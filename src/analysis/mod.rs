//! Analysis modules.
//!
//! Client-side folding of index rows into per-area aggregates.

pub mod aggregator;

pub use aggregator::*;
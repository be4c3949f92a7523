//! areascope - view synchronization and per-area aggregates over CouchDB
//!
//! Keeps declared map/reduce views in sync with their definitions on disk
//! and answers aggregate queries over them, merged per area and correlated
//! against reference datasets.
//!
//! Exit codes:
//!   0 - Success
//!   1 - Runtime error (connection, config, unavailable index, etc.)
//!   2 - At least one database failed to synchronize

mod analysis;
mod cli;
mod config;
mod correlation;
mod error;
mod models;
mod query;
mod reference;
mod report;
mod store;
mod views;

use anyhow::{Context, Result};
use chrono::Utc;
use cli::{Args, Command, OutputFormat};
use config::{Config, DEFAULT_CONFIG_FILE};
use correlation::{CorrelationPipeline, SubprocessCorrelator};
use query::AggregationQueries;
use reference::ReferenceCache;
use report::{Report, ReportMetadata};
use serde::Serialize;
use std::path::Path;
use std::sync::Arc;
use std::time::Instant;
use store::{CouchStore, DocumentStore};
use tracing::{debug, error, info, warn};
use tracing_subscriber::FmtSubscriber;
use views::{SyncReport, Synchronizer, ViewRegistry};

#[tokio::main]
async fn main() -> Result<()> {
    // Parse command-line arguments
    let args = Args::parse_args();

    // Validate arguments
    if let Err(e) = args.validate() {
        eprintln!("Error: {}", e);
        std::process::exit(1);
    }

    // Handle init-config early (no logging needed)
    if args.command == Command::InitConfig {
        return handle_init_config();
    }

    // Initialize logging
    init_logging(&args)?;

    info!("areascope v{}", env!("CARGO_PKG_VERSION"));
    debug!("Arguments: {:?}", args.command);

    match run(args).await {
        Ok(exit_code) => {
            std::process::exit(exit_code);
        }
        Err(e) => {
            error!("Command failed: {:#}", e);
            eprintln!("\n❌ Error: {:#}", e);
            std::process::exit(1);
        }
    }
}

/// Handle init-config: generate a default .areascope.toml.
fn handle_init_config() -> Result<()> {
    let path = Path::new(DEFAULT_CONFIG_FILE);

    if path.exists() {
        eprintln!(
            "⚠️  {} already exists. Remove it first or edit it manually.",
            DEFAULT_CONFIG_FILE
        );
        std::process::exit(1);
    }

    let content = Config::default_toml();
    std::fs::write(path, &content)
        .with_context(|| format!("Failed to write {}", DEFAULT_CONFIG_FILE))?;

    println!("✅ Created {} with default settings.", DEFAULT_CONFIG_FILE);
    println!("   Edit it to point at your store, views and reference datasets.");
    Ok(())
}

/// Initialize logging based on verbosity settings.
fn init_logging(args: &Args) -> Result<()> {
    let level = args.log_level();

    let subscriber = FmtSubscriber::builder()
        .with_max_level(level)
        .with_target(false)
        .with_thread_ids(false)
        .with_file(false)
        .with_line_number(false)
        .with_writer(std::io::stderr)
        .compact()
        .finish();

    tracing::subscriber::set_global_default(subscriber)
        .context("Failed to set tracing subscriber")
}

/// Synchronize the views, then run the requested command. Returns the exit code.
async fn run(args: Args) -> Result<i32> {
    let start_time = Instant::now();

    // Load configuration
    let mut config = load_config(&args)?;
    config.merge_with_args(&args);

    let registry = ViewRegistry::load_dir(&config.sync.definitions_dir).with_context(|| {
        format!(
            "Failed to load view definitions from {}",
            config.sync.definitions_dir.display()
        )
    })?;
    if registry.is_empty() {
        warn!(
            "No view definitions found under {}",
            config.sync.definitions_dir.display()
        );
    } else {
        info!(
            "Loaded {} view definition(s) from {}",
            registry.len(),
            config.sync.definitions_dir.display()
        );
    }

    let store: Arc<dyn DocumentStore> =
        Arc::new(CouchStore::new(&config.store).context("Failed to create store client")?);

    // Step 1: the startup barrier
    if !args.quiet {
        eprintln!("🔄 Synchronizing views at {}", config.store.url);
    }
    let sync_report = Synchronizer::new(store.as_ref(), &registry)
        .with_progress(!args.quiet)
        .run()
        .await;
    report_sync_failures(&sync_report);
    let sync_clean = sync_report.is_clean();
    info!(
        "{} view(s) verified, {} design document(s) written",
        sync_report.verified().len(),
        sync_report.writes()
    );

    let output = Output {
        args: &args,
        store_url: &config.store.url,
        start_time,
    };

    if args.command == Command::Sync {
        output.emit(&sync_report.summary(), 0)?;
        return Ok(if sync_clean { 0 } else { 2 });
    }

    // Step 2: the engines, built from what sync verified
    if sync_report.verified().is_empty() {
        warn!("No views were verified; every query will be refused");
    }
    let queries = AggregationQueries::new(
        Arc::clone(&store),
        sync_report.into_verified(),
        config.views.clone(),
        config.query.clone(),
    );
    let cache = ReferenceCache::new(
        Arc::clone(&store),
        config.reference.clone(),
        config.boundaries.clone(),
    );
    let pipeline = CorrelationPipeline::new(
        Arc::new(SubprocessCorrelator::new(&config.correlation)),
        config.correlation.retries,
    );

    // Step 3: the command itself
    let engine = Engine {
        queries: &queries,
        cache: &cache,
        pipeline: &pipeline,
        config: &config,
    };

    match engine.execute(&args.command, &output).await {
        Ok(()) => Ok(0),
        Err(e) if !sync_clean => {
            error!("{:#}", e);
            eprintln!(
                "\n⛔ {:#}\n   Some databases failed to synchronize (exit code 2).",
                e
            );
            Ok(2)
        }
        Err(e) => Err(e),
    }
}

fn report_sync_failures(sync_report: &SyncReport) {
    for (database, e) in sync_report.failures() {
        warn!("Database {} was not synchronized: {}", database, e);
        eprintln!("⚠️  {}: {}", database, e);
    }
}

/// The engines a query command runs against.
struct Engine<'a> {
    queries: &'a AggregationQueries,
    cache: &'a ReferenceCache,
    pipeline: &'a CorrelationPipeline,
    config: &'a Config,
}

impl Engine<'_> {
    async fn execute(&self, command: &Command, output: &Output<'_>) -> Result<()> {
        let queries = self.queries;
        let malformed = || queries.diagnostics().malformed();

        match command {
            Command::Counts => {
                let counts = queries.count_by_area().await?;
                output.emit(&counts, malformed())
            }
            Command::Keyword { keyword } => {
                let counts = queries.keyword_count_all_areas(keyword).await?;
                output.emit(&counts, malformed())
            }
            Command::KeywordDocs {
                area,
                keyword,
                limit,
            } => {
                let documents = queries
                    .keyword_documents_in_area(keyword.as_deref(), area, *limit)
                    .await?;
                output.emit(&documents, malformed())
            }
            Command::Hashtags { area } => {
                let hashtags = queries.top_hashtags(area.as_deref()).await?;
                output.emit(&hashtags, malformed())
            }
            Command::Sentiment => {
                let report = correlation::sentiment_report(
                    queries,
                    self.cache,
                    self.pipeline,
                    &self.config.correlation.sentiment_references,
                )
                .await?;
                output.emit(&report, malformed())
            }
            Command::Activity { category } => {
                let counts = queries.activity_by_area(*category).await?;
                output.emit(&counts, malformed())
            }
            Command::Correlate { left, right } => {
                let pair = correlation::correlate_sources(
                    left,
                    right,
                    queries,
                    self.cache,
                    self.pipeline,
                )
                .await?;
                if !pair.result.is_computed() {
                    warn!(
                        "Correlation of {} and {} not computed: {:?}",
                        pair.left, pair.right, pair.result.status
                    );
                }
                output.emit(&pair, malformed())
            }
            Command::Summary => {
                let summary = queries.summary().await?;
                output.emit(&summary, malformed())
            }
            Command::Boundaries => {
                let boundaries = self.cache.boundaries().await?;
                output.emit(boundaries.as_slice(), malformed())
            }
            Command::Sync | Command::InitConfig => Ok(()),
        }
    }
}

/// Renders results in the requested format to stdout or a file.
struct Output<'a> {
    args: &'a Args,
    store_url: &'a str,
    start_time: Instant,
}

impl Output<'_> {
    fn emit<T: Serialize + ?Sized>(&self, result: &T, malformed_rows: u64) -> Result<()> {
        if malformed_rows > 0 {
            warn!("Skipped {} malformed index row(s)", malformed_rows);
        }

        let report = Report {
            metadata: ReportMetadata {
                command: self.args.command.name().to_string(),
                generated_at: Utc::now(),
                store_url: self.store_url.to_string(),
                malformed_rows,
                duration_seconds: self.start_time.elapsed().as_secs_f64(),
            },
            result,
        };

        let rendered = match self.args.format {
            OutputFormat::Json => report::generate_json_report(&report)?,
            OutputFormat::Markdown => report::generate_markdown_report(&report)?,
        };

        match self.args.output {
            Some(ref path) => {
                std::fs::write(path, &rendered)
                    .with_context(|| format!("Failed to write report to {}", path.display()))?;
                if !self.args.quiet {
                    eprintln!("✅ Report saved to: {}", path.display());
                }
            }
            None => println!("{}", rendered),
        }

        Ok(())
    }
}

/// Load configuration from file or use defaults.
fn load_config(args: &Args) -> Result<Config> {
    // Try explicit config path
    if let Some(ref config_path) = args.config {
        info!("Loading config from: {}", config_path.display());
        return Config::load(config_path);
    }

    // Try default location
    match Config::load_default() {
        Ok(Some(config)) => {
            info!("Loaded default config from {}", DEFAULT_CONFIG_FILE);
            Ok(config)
        }
        Ok(None) => {
            debug!("No config file found, using defaults");
            Ok(Config::default())
        }
        Err(e) => {
            warn!("Failed to load config: {}", e);
            Ok(Config::default())
        }
    }
}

Your objective :: Above are the records. How many of their lines hold "quiet"? Answer with the number alone.

Written solution :: 3